The Soviet Union, in a move that could have a major impact on the crisis-ridden economies of Eastern Europe, is planning to cut its energy exports to the region by 10 percent next year, senior Czechoslovak officials have confirmed.
The economic burden of Poland and growing domestic demands for energy have been cited as reasons for the Soviet action by Western economists here. They predict that, as a result, the Soviet Bloc countries will be forced to trim further their targets for economic growth during the present five-year plan.
Along with other members of the Soviet Bloc trading organization Comecon, Czechoslovakia has reacted to the cutback in supplies by drawing up a program of drastic energy savings. Additional imports of crude oil from Middle East producers for hard currency have been ruled out for economic and financial reasons.

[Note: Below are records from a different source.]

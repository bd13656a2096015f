pub mod counters;
pub mod report;

pub use counters::RegistryMetrics;
pub use report::MetricsReport;
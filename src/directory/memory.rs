use super::EntityDirectory;
use crate::certs::{CourseId, UserId};
use crate::error::StoreError;
use async_trait::async_trait;
use std::collections::HashSet;
use tokio::sync::RwLock;

#[derive(Default)]
pub struct InMemoryDirectory {
    users: RwLock<HashSet<UserId>>,
    courses: RwLock<HashSet<CourseId>>,
}

impl InMemoryDirectory {
    pub fn new() -> Self {
        Self::default()
    }

    pub fn with_entities(
        users: impl IntoIterator<Item = UserId>,
        courses: impl IntoIterator<Item = CourseId>,
    ) -> Self {
        Self {
            users: RwLock::new(users.into_iter().collect()),
            courses: RwLock::new(courses.into_iter().collect()),
        }
    }

    pub async fn add_user(&self, id: UserId) {
        self.users.write().await.insert(id);
    }

    pub async fn add_course(&self, id: CourseId) {
        self.courses.write().await.insert(id);
    }
}

#[async_trait]
impl EntityDirectory for InMemoryDirectory {
    async fn user_exists(&self, id: UserId) -> Result<bool, StoreError> {
        Ok(self.users.read().await.contains(&id))
    }

    async fn course_exists(&self, id: CourseId) -> Result<bool, StoreError> {
        Ok(self.courses.read().await.contains(&id))
    }
}
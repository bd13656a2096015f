pub mod cache;
pub mod code;
pub mod record;
pub mod registry;

pub use cache::ValidationCache;
pub use code::{CodeFormat, CodeSource, RandomCodes, fingerprint};
pub use record::{
    CertificateFilter, CertificateId, CertificateRecord, CourseId, NewCertificate, UserId,
};
pub use registry::CertificateRegistry;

At a meeting of the Czechoslovak Communist Party's Central Committee yesterday, party leaders warned that next year a 10 percent reduction in gasoline sales to motorists and a 17 percent saving in heating oil will be necessary. Factories have already been instructed to reduce consumption of light-oil products by between 12 and 13 percent.
Subsidized supplies of Soviet oil and other raw materials have been crucial to Eastern Europe's economic development. Any enforced cutback is therefore likely to cause considerable economic difficulties and, in the light of events in Poland, eventual political unrest as well.
Ever since the Soviet-led invasion of Czechoslovakia in 1968, political stability in the Soviet Bloc has been linked to steadily increasing living standards. But the era of high growth rates, underpinned by plentiful supplies of relatively cheap energy, now seems ended.
In the short term, East European leaders appear confident of their ability to impose austerity measures without an uncontrollable backlash of public anger. What has been described as "the Polish disease" will have little appeal as long as it is associated in the minds of ordinary citizens with shortages and economic chaos.
All the same, Soviet Bloc governments are making an extraordinary propaganda effort to convince the population of the need for sacrifice. Particularly in Czechoslovakia, officials have been much more frank in recent weeks about the scale of economic problems.
Unofficial reports of a cutback in Soviet energy supplies have been circulating in Eastern Europe during the past month. The reductions being discussed in bilateral trade talks vary from country to country, but are believed to average 10 percent.
In an interview today, a Czechoslovak government spokesman, Marcel Jansen, confirmed the reports. He was reluctant to go into details, but when asked about speculation of a 10 percent reduction, he replied: "I think this figure is close to reality."
Western economists here have suggested that, in Czechoslovakia's case, Soviet oil imports are likely to be reduced by 2 million tons from 19 million this year. This figure corresponds to the enforced savings in heating oil and gasoline outlined by the planning minister, Svatopluk Potac, in his address to the Central Committee this week.
Energy supplies are further complicated by the sharp drop in coal exports from Poland which, according to one Czechoslovak official, are down more than 60 percent this year. Last month it was revealed that supplies of electricity from Romania, which account for around 10 percent of Czechoslovakia's energy imports, had also been halted temporarily.
Soviet oil supplies to Czechoslovakia had doubled over the past decade. Prices increased fivefold -- but are still well below those OPEC charges.
The energy crisis is forcing Czechoslovak leaders to come to terms with the inefficiency of their economy. According to official figures, Czechoslovak factories use as much as 50 percent more energy than Western factories to produce the same product.
So far, however, there has been no criticism of the central planning mechanism around which the economy revolves. Instead, the remedy is sought in increased workers' productivity, less waste and streamlined management.
A senior Western diplomat here with experience of the Soviet Union pointed out that Moscow was faced with the cost of grain imports from the West, interest payments on its hard-currency debt, and increased financial and economic assistance to Poland.
"This is yet another indication that the Soviet Union's ability to throw money away for political purposes is becoming ever more limited. They tend to put politics first, but this seems to be a victory of economics over ideology," he said.
The uncertainties over energy supplies have seriously complicated planning in Eastern Europe. Czechoslovak officials say the economy is unlikely to grow at all next year -- and certainly will not reach the already scaled-down target of 3.4 to 3.7 percent in its five-year plan.
Other Comecon countries have already cut their planned growth to the lowest levels since the communist takeover of Eastern Europe after World War II. Average growth rates, which exceeded 7 percent per year in the early 1970s, fell to 3.3 percent in 1980 and are likely to drop still further in 1981 and 1982.